What is required >>
Sort through the material below and copy each line with "RwLock".

Records for this exercise >>

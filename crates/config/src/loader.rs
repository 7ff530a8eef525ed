use std::path::{Path, PathBuf};

use tracing::{debug, warn};

use crate::{env_subst::substitute_env, schema::WardenConfig};

const CONFIG_FILENAME: &str = "warden.toml";

/// Parse the config file at `path`, expanding `${VAR}` references first.
pub fn load_config(path: &Path) -> anyhow::Result<WardenConfig> {
    let raw = std::fs::read_to_string(path)
        .map_err(|e| anyhow::anyhow!("failed to read {}: {e}", path.display()))?;
    let raw = substitute_env(&raw);
    toml::from_str(&raw).map_err(|e| anyhow::anyhow!("failed to parse {}: {e}", path.display()))
}

/// Locate and load the config, falling back to defaults.
///
/// A project-local `./warden.toml` wins over the user-global copy in
/// `~/.config/warden/`; with neither present (the common case inside a
/// container) every knob takes its default.
pub fn discover_and_load() -> WardenConfig {
    if let Some(path) = find_config_file() {
        debug!(path = %path.display(), "loading config");
        match load_config(&path) {
            Ok(cfg) => return cfg,
            Err(e) => {
                warn!(path = %path.display(), error = %e, "failed to load config, using defaults");
            },
        }
    } else {
        debug!("no config file found, using defaults");
    }
    WardenConfig::default()
}

fn find_config_file() -> Option<PathBuf> {
    let local = PathBuf::from(CONFIG_FILENAME);
    if local.exists() {
        return Some(local);
    }
    if let Some(dir) = config_dir() {
        let p = dir.join(CONFIG_FILENAME);
        if p.exists() {
            return Some(p);
        }
    }
    None
}

/// Returns the user-global config directory (`~/.config/warden/`).
pub fn config_dir() -> Option<PathBuf> {
    directories::ProjectDirs::from("", "", "warden").map(|d| d.config_dir().to_path_buf())
}

/// Returns the data directory used for persistent sandbox state.
///
/// Falls back to `/var/lib/warden` when no home directory exists, which is
/// the common case inside a container.
pub fn data_dir() -> PathBuf {
    directories::ProjectDirs::from("", "", "warden")
        .map(|d| d.data_dir().to_path_buf())
        .unwrap_or_else(|| PathBuf::from("/var/lib/warden"))
}

#[allow(clippy::unwrap_used, clippy::expect_used)]
#[cfg(test)]
mod tests {
    use super::*;

    #[test]
    fn load_config_parses_toml() {
        let dir = tempfile::tempdir().unwrap();
        let path = dir.path().join("warden.toml");
        std::fs::write(&path, "[sandbox]\nport = 3000\nworkspace_root = \"/w\"\n").unwrap();
        let cfg = load_config(&path).unwrap();
        assert_eq!(cfg.sandbox.workspace_root, "/w");
    }

    #[test]
    fn load_config_reports_parse_errors() {
        let dir = tempfile::tempdir().unwrap();
        let path = dir.path().join("warden.toml");
        std::fs::write(&path, "not [valid toml").unwrap();
        let err = load_config(&path).unwrap_err().to_string();
        assert!(err.contains("failed to parse"), "got: {err}");
    }

    #[test]
    fn missing_file_is_an_error() {
        let err = load_config(Path::new("/nonexistent/warden.toml"))
            .unwrap_err()
            .to_string();
        assert!(err.contains("failed to read"), "got: {err}");
    }
}
//! SSE plumbing.
//!
//! Every streaming endpoint emits frames of the form `data: <json>\n\n` with
//! no `event:` field, plus `:keepalive` comments on idle streams. Streams
//! hold one slot of the shared SSE budget for their whole lifetime; the slot
//! releases when the client disconnects or the stream ends.

use std::convert::Infallible;

use {
    axum::response::sse::{Event, KeepAlive, Sse},
    futures::{Stream, StreamExt},
    serde::Serialize,
    tokio::sync::{OwnedSemaphorePermit, TryAcquireError},
    tokio_util::sync::CancellationToken,
};

use warden_protocol::{SSE_KEEPALIVE_TEXT, error_codes};

use crate::{error::ApiError, state::AppState};

const KEEPALIVE_INTERVAL: std::time::Duration = std::time::Duration::from_secs(15);

/// Serialize one event into a `data:` frame.
fn frame<T: Serialize>(event: &T) -> Event {
    match serde_json::to_string(event) {
        Ok(json) => Event::default().data(json),
        // Serialization of our own event enums cannot fail; emit a terminal
        // error frame rather than poisoning the stream if it somehow does.
        Err(e) => Event::default().data(format!(
            "{{\"type\":\"error\",\"message\":\"serialization failed: {e}\"}}"
        )),
    }
}

/// Reserve an SSE slot or fail with the typed stream-limit error.
pub fn acquire_slot(state: &AppState) -> Result<OwnedSemaphorePermit, ApiError> {
    match state.sse_slots.clone().try_acquire_owned() {
        Ok(permit) => Ok(permit),
        Err(TryAcquireError::NoPermits) => Err(ApiError::new(
            axum::http::StatusCode::TOO_MANY_REQUESTS,
            error_codes::STREAM_LIMIT,
            format!(
                "too many concurrent streams (limit {})",
                state.cfg.limits.max_sse_streams
            ),
        )),
        Err(TryAcquireError::Closed) => Err(ApiError::internal("sse semaphore closed")),
    }
}

/// Wrap an event stream into an SSE response.
///
/// The permit and the optional cancellation guard ride inside the stream:
/// when the client disconnects, axum drops the stream, the guard cancels its
/// token (killing whatever producer is attached), and the slot frees.
pub fn respond<S, T>(
    permit: OwnedSemaphorePermit,
    cancel_on_drop: Option<CancellationToken>,
    events: S,
) -> Sse<impl Stream<Item = Result<Event, Infallible>>>
where
    S: Stream<Item = T> + Send + 'static,
    T: Serialize + Send,
{
    let stream = async_stream::stream! {
        let _permit = permit;
        let _guard = cancel_on_drop.map(|t| t.drop_guard());
        let mut events = std::pin::pin!(events);
        while let Some(event) = events.next().await {
            yield Ok::<_, Infallible>(frame(&event));
        }
    };
    Sse::new(stream).keep_alive(
        KeepAlive::new()
            .interval(KEEPALIVE_INTERVAL)
            .text(SSE_KEEPALIVE_TEXT),
    )
}

#[allow(clippy::unwrap_used, clippy::expect_used)]
#[cfg(test)]
mod tests {
    use super::*;
    use warden_protocol::StreamEvent;

    #[test]
    fn frames_are_single_json_objects() {
        let event = StreamEvent::Stdout {
            data: "x".into(),
            offset: 1,
        };
        let framed = format!("{:?}", frame(&event));
        assert!(framed.contains("stdout"), "got: {framed}");
    }
}
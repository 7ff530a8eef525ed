//! Shared control-plane state.
//!
//! The sandbox server exclusively owns the sandbox record (name + env vars),
//! the process table, and the exposed-port registry. Everything sits behind
//! per-table locks; request handlers copy out what they need and release.

use std::{
    collections::BTreeMap,
    path::PathBuf,
    sync::{
        Arc,
        atomic::{AtomicBool, Ordering},
    },
    time::Duration,
};

use {
    tokio::sync::{RwLock, Semaphore},
    tracing::{info, warn},
};

use {
    warden_config::WardenConfig,
    warden_files::{FileOps, PathPolicy},
    warden_git::GitClient,
    warden_ports::PortRegistry,
    warden_protocol::ProcessStartRequest,
    warden_proxy::ProxyClient,
    warden_snapshots::{SnapshotEngine, engine::EngineConfig},
    warden_store::{KvStore, keys},
    warden_supervisor::{ProcessSupervisor, SupervisorConfig},
};

use crate::{
    error::{ApiError, ApiResult},
    session::{ClientSessions, ResolvedContext},
};

pub type AppState = Arc<SandboxState>;

pub struct SandboxState {
    pub cfg: WardenConfig,
    pub store: Arc<dyn KvStore>,
    /// Set-once sandbox name.
    name: RwLock<Option<String>>,
    /// Persisted sandbox env vars, merged into every spawned child.
    env: RwLock<BTreeMap<String, String>>,
    /// Runtime default working directory (starts at the workspace root).
    cwd: RwLock<PathBuf>,
    pub sessions: ClientSessions,
    pub supervisor: ProcessSupervisor,
    pub files: FileOps,
    pub git: GitClient,
    pub ports: PortRegistry,
    pub snapshots: SnapshotEngine,
    pub proxy: ProxyClient,
    /// Flipped by `on_error`; unhealthy sandboxes answer 503.
    healthy: AtomicBool,
    /// Concurrent SSE connection budget.
    pub sse_slots: Arc<Semaphore>,
}

impl SandboxState {
    pub async fn new(cfg: WardenConfig, store: Arc<dyn KvStore>) -> anyhow::Result<AppState> {
        let name = store.get(keys::SANDBOX_NAME).await?;
        let mut env = BTreeMap::new();
        for key in store.keys(keys::ENV_PREFIX).await? {
            if let Some(value) = store.get(&key).await? {
                env.insert(key[keys::ENV_PREFIX.len()..].to_string(), value);
            }
        }
        if !env.is_empty() {
            info!(count = env.len(), "restored sandbox env vars");
        }

        let policy = PathPolicy::new(&cfg.sandbox.workspace_root, &cfg.files.extra_deny_paths);
        let supervisor = ProcessSupervisor::new(SupervisorConfig {
            log_buffer_bytes: cfg.limits.log_buffer_bytes,
            max_processes: cfg.limits.max_processes,
            kill_grace: Duration::from_millis(cfg.limits.kill_grace_ms),
            cleanup_grace: Duration::from_millis(cfg.limits.cleanup_grace_ms),
        });
        let snapshots = SnapshotEngine::new(EngineConfig {
            default_compression_level: cfg.snapshots.compression_level,
            retry_limit: cfg.snapshots.retry_limit,
            retry_base_delay: Duration::from_millis(cfg.snapshots.retry_base_delay_ms),
            progress_interval: Duration::from_millis(cfg.snapshots.progress_interval_ms),
        });
        let ports = PortRegistry::load(Arc::clone(&store)).await?;

        Ok(Arc::new(Self {
            name: RwLock::new(name),
            env: RwLock::new(env),
            cwd: RwLock::new(PathBuf::from(&cfg.sandbox.workspace_root)),
            sessions: ClientSessions::new(Duration::from_secs(cfg.limits.session_ttl_secs)),
            supervisor,
            files: FileOps::new(policy.clone()),
            git: GitClient::new(policy),
            ports,
            snapshots,
            proxy: ProxyClient::new(),
            healthy: AtomicBool::new(true),
            sse_slots: Arc::new(Semaphore::new(cfg.limits.max_sse_streams)),
            store,
            cfg,
        }))
    }

    // ── Sandbox name ────────────────────────────────────────────────────────

    pub async fn name(&self) -> Option<String> {
        self.name.read().await.clone()
    }

    /// Set the sandbox name. Immutable once set: a second set with a
    /// different value fails, re-setting the same value is a no-op.
    pub async fn set_name(&self, new_name: &str) -> ApiResult<()> {
        if new_name.trim().is_empty() {
            return Err(ApiError::validation("name", "must not be empty"));
        }
        let mut name = self.name.write().await;
        match name.as_deref() {
            Some(current) if current == new_name => Ok(()),
            Some(_) => Err(ApiError::validation("name", "sandbox name is already set")),
            None => {
                self.store.set(keys::SANDBOX_NAME, new_name).await?;
                *name = Some(new_name.to_string());
                info!(name = new_name, "sandbox name set");
                Ok(())
            },
        }
    }

    /// Adopt a name from the `X-Sandbox-Name` header; only the first sighting
    /// wins, later mismatches are ignored.
    pub async fn adopt_name(&self, header_name: &str) {
        if header_name.trim().is_empty() {
            return;
        }
        if self.name.read().await.is_some() {
            return;
        }
        if let Err(e) = self.set_name(header_name).await {
            warn!(error = %e.message, "failed to adopt sandbox name from header");
        }
    }

    // ── Env vars ────────────────────────────────────────────────────────────

    pub async fn env_vars(&self) -> BTreeMap<String, String> {
        self.env.read().await.clone()
    }

    pub async fn set_env_var(&self, name: &str, value: &str) -> ApiResult<()> {
        if name.is_empty() || name.contains('=') || name.contains('\0') {
            return Err(ApiError::validation("name", "invalid environment variable name"));
        }
        self.store
            .set(&format!("{}{name}", keys::ENV_PREFIX), value)
            .await?;
        self.env
            .write()
            .await
            .insert(name.to_string(), value.to_string());
        Ok(())
    }

    pub async fn remove_env_var(&self, name: &str) -> ApiResult<bool> {
        self.store
            .remove(&format!("{}{name}", keys::ENV_PREFIX))
            .await?;
        Ok(self.env.write().await.remove(name).is_some())
    }

    // ── Execution context ───────────────────────────────────────────────────

    pub async fn default_cwd(&self) -> PathBuf {
        self.cwd.read().await.clone()
    }

    /// Resolve merged env + cwd for a command/process request and apply any
    /// non-isolated session write-back to sandbox defaults.
    pub async fn resolve_context(
        &self,
        session_id: Option<&str>,
        req_env: Option<&BTreeMap<String, String>>,
        req_cwd: Option<&str>,
        isolation: Option<bool>,
    ) -> ResolvedContext {
        let base_env = self.env_vars().await;
        let base_cwd = self.default_cwd().await;
        let ctx = self
            .sessions
            .resolve(session_id, &base_env, &base_cwd, req_env, req_cwd, isolation)
            .await;

        for (k, v) in &ctx.writeback_env {
            if let Err(e) = self.set_env_var(k, v).await {
                warn!(var = k, error = %e.message, "env write-back failed");
            }
        }
        if let Some(cwd) = &ctx.writeback_cwd {
            *self.cwd.write().await = cwd.clone();
        }
        ctx
    }

    /// Build a supervisor start spec from a wire request.
    pub async fn start_spec(&self, req: &ProcessStartRequest) -> warden_supervisor::StartSpec {
        let ctx = self
            .resolve_context(
                req.session_id.as_deref(),
                req.env.as_ref(),
                req.cwd.as_deref(),
                req.isolation,
            )
            .await;
        warden_supervisor::StartSpec {
            command: req.command.clone(),
            process_id: req.process_id.clone(),
            session_id: req.session_id.clone(),
            env: ctx.env,
            cwd: Some(ctx.cwd),
            encoding: req.encoding.unwrap_or_default(),
            timeout: req.timeout.map(Duration::from_millis),
            auto_cleanup: req.auto_cleanup,
        }
    }

    // ── Health ──────────────────────────────────────────────────────────────

    pub fn is_healthy(&self) -> bool {
        self.healthy.load(Ordering::Relaxed)
    }

    pub fn mark_unhealthy(&self) {
        self.healthy.store(false, Ordering::Relaxed);
    }

    pub fn mark_healthy(&self) {
        self.healthy.store(true, Ordering::Relaxed);
    }
}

Answer for this exercise >>
    tokio::sync::{RwLock, Semaphore},
    name: RwLock<Option<String>>,
    env: RwLock<BTreeMap<String, String>>,
    cwd: RwLock<PathBuf>,
            name: RwLock::new(name),
            env: RwLock::new(env),
            cwd: RwLock::new(PathBuf::from(&cfg.sandbox.workspace_root)),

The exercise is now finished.